Palavras-chave: diapausa, desenvolvimento, desempenho reprodutivo, dimorfismo, fotofase.

INTRODUCTION

The photoperiod is an abiotic factor that influences insect biology and behavior, and can be considered the main factor regulating diapause (Ali & Ewiess, 1977). Diapause is the reduction or pause of insect metabolic activities during an unfavorable period and involves physiological, epidemical, biochemical, and behavioral changes (Leather et al., 1993).

Studies that associate photoperiod and diapause have been conducted with several species of pentatomids. Albuquerque (1993) observed in the laboratory that Oebalus poecilus (Dallas) is induced to diapause by short days. Adults of Aelia fieberi (Scott) are induced to diapause under short photoperiods, and long days promote reproduction (Nakamura & Numata, 1997). Mourão & Panizzi (2002) observed that Euschistus heros (Fabr.) presents reproductive diapause, which is induced by a 12-hour (or less) photophase. Usually, diapausant insects have immature reproductive organs and high lipid contents, associated with a feeding pause (Kiritani, 1963).

Another dormancy type, the oligopause, is common among insects living in climates with moderate winters. Insects in oligopause periodically feed during the dormancy period, even with lipid accumulation during the preparatory period (Leather et al., 1993).

According to McPherson (1974), photoperiod causes phenological changes in pentatomids, such as different seasonal morphs. For example, E. heros showed short and rounded shoulder spines when maintained under short photophases during nymphal stage (Mourão & Panizzi, 2002).

Stink bugs of the genus Dichelops (Diceraeus) are important soybean pests and have recently been associated with corn and wheat, causing heavy damage to young plants cultivated under the no-tillage system (Panizzi & Chocorosqui, 2000). These bugs, which were collected in southern Brazil during a one-year period, showed different seasonal morphs (Chocorosqui & Panizzi, unpublished). In Rio Grande do Sul State, this pentatomid shows behavior similar to that of E. heros during autumn and winter. The insects were inactive, usually sheltered under crop residues, with abdomens turned upward. The abiotic and biotic factors involved in insect seasonality need to be understood in order to develop better control methods for integrated pest management programs.

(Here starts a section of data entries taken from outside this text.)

impl PeerLink {
    /// Attach the shared local tracks to a fresh transport
    pub async fn open(
        local: SessionIdentity,
        remote: SessionIdentity,
        transport: Arc<dyn MediaTransport>,
        tracks: &[Arc<LocalTrack>],
        events: LinkEventSender,
    ) -> Result<Self, Error> {
        if local == remote {
            return Err(Error::InvalidState(format!(
                "Refusing to link {} to itself",
                local
            )));
        }

        for track in tracks {
            transport.add_track(track.clone()).await?;
        }

        let polite = is_polite(&local, &remote);
        debug!(
            "Opened link {} -> {} ({})",
            local,
            remote,
            if polite { "polite" } else { "impolite" }
        );

        Ok(Self {
            local,
            remote,
            polite,
            transport,
            state: LinkState::New,
            local_tracks: tracks.to_vec(),
            remote_tracks: Vec::new(),
            pending_candidates: Vec::new(),
            making_offer: false,
            ignore_offer: false,
            renegotiate_pending: false,
            transport_connected: false,
            established_once: false,
            negotiation_started: Some(Instant::now()),
            retries: 0,
            events,
        })
    }

    pub fn remote(&self) -> &SessionIdentity {
        &self.remote
    }

    pub fn is_polite(&self) -> bool {
        self.polite
    }

    pub fn state(&self) -> LinkState {
        self.state
    }

    pub fn transport(&self) -> Arc<dyn MediaTransport> {
        self.transport.clone()
    }

    pub fn pending_candidate_count(&self) -> usize {
        self.pending_candidates.len()
    }

    pub fn local_track_ids(&self) -> Vec<String> {
        self.local_tracks.iter().map(|t| t.id().to_string()).collect()
    }

    /// Remote stream; `None` until the link is connected
    pub fn remote_stream(&self) -> Option<&[RemoteTrack]> {
        (self.state == LinkState::Connected).then_some(self.remote_tracks.as_slice())
    }

    /// Kick off the initial exchange. Only the impolite side offers.
    pub async fn start(&mut self) -> Result<(), Error> {
        if self.polite {
            debug!("Waiting for offer from {}", self.remote);
            return Ok(());
        }
        self.make_offer().await
    }

    /// Local tracks changed; offer now or as soon as signaling is stable
    pub async fn request_negotiation(&mut self) -> Result<(), Error> {
        if self.state == LinkState::Closed {
            return Ok(());
        }
        if self.making_offer || self.transport.signaling_state() != SignalingState::Stable {
            self.renegotiate_pending = true;
            return Ok(());
        }
        if self.polite && self.state == LinkState::New {
            // the initial offer belongs to the impolite side
            self.renegotiate_pending = true;
            return Ok(());
        }
        self.make_offer().await
    }

    pub async fn add_track(&mut self, track: Arc<LocalTrack>) -> Result<(), Error> {
        if self.local_tracks.iter().any(|t| t.id() == track.id()) {
            return Ok(());
        }
        self.transport.add_track(track.clone()).await?;
        self.local_tracks.push(track);
        Ok(())
    }

    pub async fn remove_track(&mut self, track_id: &str) -> Result<(), Error> {
        let Some(pos) = self.local_tracks.iter().position(|t| t.id() == track_id) else {
            return Ok(());
        };
        self.local_tracks.remove(pos);
        self.transport.remove_track(track_id).await
    }

    /// Apply a payload relayed from the remote identity
    pub async fn handle_signal(&mut self, payload: SignalPayload) -> Result<(), Error> {
        if self.state == LinkState::Closed {
            return Err(Error::StaleSignal(self.remote.clone()));
        }
        match payload {
            SignalPayload::Offer { sdp } => self.handle_offer(sdp).await,
            SignalPayload::Answer { sdp } => self.handle_answer(sdp).await,
            SignalPayload::IceCandidate { candidate } => self.handle_candidate(candidate).await,
        }
    }

    /// Apply a notification raised by the transport
    pub async fn on_transport_event(&mut self, event: TransportEvent) -> Result<(), Error> {
        if self.state == LinkState::Closed {
            trace!("Ignoring {:?} on closed link to {}", event, self.remote);
            return Ok(());
        }

        match event {
            TransportEvent::NegotiationNeeded if !self.established_once => {
                // raised by the tracks attached in open(); the first exchange carries them
                trace!("Ignoring negotiation-needed before first exchange with {}", self.remote);
                Ok(())
            }
            TransportEvent::NegotiationNeeded => self.request_negotiation().await,
            TransportEvent::LocalCandidate(candidate) => {
                self.emit_signal(SignalPayload::IceCandidate { candidate });
                Ok(())
            }
            TransportEvent::ConnectionState(state) => match state {
                TransportState::Connected => {
                    self.transport_connected = true;
                    self.maybe_established();
                    Ok(())
                }
                TransportState::Disconnected => {
                    debug!("Transport to {} disconnected", self.remote);
                    self.transport_connected = false;
                    Ok(())
                }
                TransportState::Failed => {
                    warn!("Transport to {} failed", self.remote);
                    self.transport_connected = false;
                    self.apply(LinkInput::TransportLost);
                    if self.polite {
                        Ok(())
                    } else {
                        self.request_negotiation().await
                    }
                }
                TransportState::Closed => {
                    self.close().await;
                    Ok(())
                }
                TransportState::New | TransportState::Connecting => Ok(()),
            },
            TransportEvent::RemoteTrack { track_id, kind } => {
                if !self.remote_tracks.iter().any(|t| t.track_id == track_id) {
                    self.remote_tracks.push(RemoteTrack { track_id, kind });
                    if self.state == LinkState::Connected {
                        self.emit_remote_stream();
                    }
                }
                Ok(())
            }
        }
    }

    /// Retry or give up on a negotiation that has not settled in time.
    ///
    /// A link still in `New` never saw an offer, which happens when the remote
    /// kept a stale link across our resubscription, so it offers itself
    /// whatever its role. Once negotiating, the impolite side re-offers and
    /// the polite side keeps waiting. After `policy.max_retries` consecutive
    /// timeouts the link closes for good.
    pub async fn check_timeout(&mut self, now: Instant, policy: RetryPolicy) -> Result<(), Error> {
        if !matches!(self.state, LinkState::New | LinkState::Negotiating) {
            return Ok(());
        }
        let Some(started) = self.negotiation_started else {
            return Ok(());
        };
        if now.saturating_duration_since(started) < policy.timeout {
            return Ok(());
        }

        self.retries += 1;
        if self.retries > policy.max_retries {
            let reason = format!(
                "Negotiation with {} did not complete after {} attempts",
                self.remote, self.retries
            );
            warn!("{}", reason);
            self.close().await;
            let _ = self.events.send(LinkEvent::Failed {
                remote: self.remote.clone(),
                reason,
            });
            return Ok(());
        }

        if self.state == LinkState::New {
            info!(
                "No offer from {} yet, offering (attempt {})",
                self.remote, self.retries
            );
            self.make_offer().await?;
        } else if !self.polite {
            info!(
                "Negotiation with {} timed out, re-offering (attempt {})",
                self.remote, self.retries
            );
            if self.transport.signaling_state() == SignalingState::HaveLocalOffer {
                self.transport.rollback().await?;
            }
            self.make_offer().await?;
        }
        self.negotiation_started = Some(now);
        Ok(())
    }

    /// Tear down the transport and drop everything queued. Idempotent.
    pub async fn close(&mut self) {
        if !self.apply(LinkInput::Close) {
            return;
        }
        self.pending_candidates.clear();
        self.local_tracks.clear();
        self.remote_tracks.clear();
        self.making_offer = false;
        self.renegotiate_pending = false;
        if let Err(e) = self.transport.close().await {
            warn!("Failed to close transport to {}: {}", self.remote, e);
        }
    }

    async fn make_offer(&mut self) -> Result<(), Error> {
        self.renegotiate_pending = false;
        self.making_offer = true;
        self.apply(LinkInput::BeginNegotiation);
        let result = self.compose_offer().await;
        self.making_offer = false;

        let offer = result?;
        debug!("Sending offer {} -> {}", self.local, self.remote);
        self.emit_signal(SignalPayload::Offer { sdp: offer.sdp });
        Ok(())
    }

    async fn compose_offer(&self) -> Result<SessionDescription, Error> {
        let offer = self.transport.create_offer().await?;
        self.transport.set_local_description(offer.clone()).await?;
        Ok(offer)
    }

    async fn handle_offer(&mut self, sdp: String) -> Result<(), Error> {
        let collision =
            self.making_offer || self.transport.signaling_state() != SignalingState::Stable;
        self.ignore_offer = !self.polite && collision;
        if self.ignore_offer {
            debug!("Offer collision with {}: ignoring incoming offer", self.remote);
            return Ok(());
        }

        self.apply(LinkInput::BeginNegotiation);
        if collision {
            debug!("Offer collision with {}: rolling back local offer", self.remote);
            if self.transport.signaling_state() == SignalingState::HaveLocalOffer {
                self.transport.rollback().await?;
            }
            // our own changes still need an exchange once this one settles
            self.renegotiate_pending = true;
        }

        self.transport
            .set_remote_description(SessionDescription::offer(sdp))
            .await?;
        self.flush_candidates().await;

        let answer = self.transport.create_answer().await?;
        self.transport.set_local_description(answer.clone()).await?;
        debug!("Sending answer {} -> {}", self.local, self.remote);
        self.emit_signal(SignalPayload::Answer { sdp: answer.sdp });

        self.settle().await
    }

    async fn handle_answer(&mut self, sdp: String) -> Result<(), Error> {
        if self.transport.signaling_state() != SignalingState::HaveLocalOffer {
            debug!("Dropping answer from {}: no offer outstanding", self.remote);
            return Ok(());
        }
        self.transport
            .set_remote_description(SessionDescription::answer(sdp))
            .await?;
        self.flush_candidates().await;
        self.settle().await
    }

    async fn handle_candidate(&mut self, candidate: IceCandidate) -> Result<(), Error> {
        if !self.transport.has_remote_description().await {
            trace!("Queueing candidate from {}", self.remote);
            self.pending_candidates.push(candidate);
            return Ok(());
        }
        match self.transport.add_ice_candidate(candidate).await {
            Err(e) if self.ignore_offer => {
                trace!("Candidate for ignored offer from {}: {}", self.remote, e);
                Ok(())
            }
            other => other,
        }
    }

    async fn flush_candidates(&mut self) {
        let queued = std::mem::take(&mut self.pending_candidates);
        if !queued.is_empty() {
            debug!("Applying {} queued candidates from {}", queued.len(), self.remote);
        }
        for candidate in queued {
            if let Err(e) = self.transport.add_ice_candidate(candidate).await {
                debug!("Queued candidate from {} rejected: {}", self.remote, e);
            }
        }
    }

    /// Called whenever an exchange may have returned signaling to stable
    async fn settle(&mut self) -> Result<(), Error> {
        if self.transport.signaling_state() != SignalingState::Stable {
            return Ok(());
        }
        self.maybe_established();
        if self.renegotiate_pending {
            self.request_negotiation().await?;
        }
        Ok(())
    }

    fn maybe_established(&mut self) {
        if !self.transport_connected
            || self.making_offer
            || self.transport.signaling_state() != SignalingState::Stable
        {
            return;
        }
        if self.apply(LinkInput::Established) {
            self.established_once = true;
            self.retries = 0;
            self.negotiation_started = None;
            self.emit_remote_stream();
        }
    }

    /// Run one input through the transition table; true if the state changed
    fn apply(&mut self, input: LinkInput) -> bool {
        match transition(self.state, input) {
            Some(next) => {
                if input == LinkInput::BeginNegotiation || input == LinkInput::TransportLost {
                    self.negotiation_started = Some(Instant::now());
                }
                if next == self.state {
                    return false;
                }
                debug!("Link {} -> {}: {:?} -> {:?}", self.local, self.remote, self.state, next);
                self.state = next;
                let _ = self.events.send(LinkEvent::StateChanged {
                    remote: self.remote.clone(),
                    state: next,
                });
                true
            }
            None => {
                trace!("Link to {} ignored {:?} in {:?}", self.remote, input, self.state);
                false
            }
        }
    }

    fn emit_signal(&self, payload: SignalPayload) {
        if self
            .events
            .send(LinkEvent::Signal {
                to: self.remote.clone(),
                payload,
            })
            .is_err()
        {
            trace!("Link owner for {} is gone", self.remote);
        }
    }

    fn emit_remote_stream(&self) {
        if self.remote_tracks.is_empty() {
            return;
        }
        let _ = self.events.send(LinkEvent::RemoteStream {
            remote: self.remote.clone(),
            tracks: self.remote_tracks.clone(),
        });
    }
}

This study was carried out to evaluate photoperiod influence on nymph development, and also on adult longevity, weight gain, reproductive performance, and phenological changes of Dichelops melacanthus (Dallas) in the laboratory.

MATERIAL AND METHODS

Nymph biology

Adults of D. melacanthus were collected in 1999 at the Embrapa Soybean Farm, in Londrina, PR (latitude 23°55'46"S) and placed in a gerbox (11.0 x 11.0 x 3.5 cm) to obtain eggs. They were fed green pods and dry soybean seeds [Glycine max (L.) Merrill] variety `Paraná', and maintained at 25 ± 1°C, 65 ± 5% RH, and 14-hour photophase. Egg masses were mixed to avoid a genetic effect. Eggs were conditioned in Petri dishes (9.0 x 1.5 cm) lined with moistened filter paper and maintained in four different photophases: 11 hours of light (11 hL), 12 hL, 13 hL, and 14 hL. Temperature and relative humidity were kept constant (25 ± 1°C and 65 ± 5%, respectively).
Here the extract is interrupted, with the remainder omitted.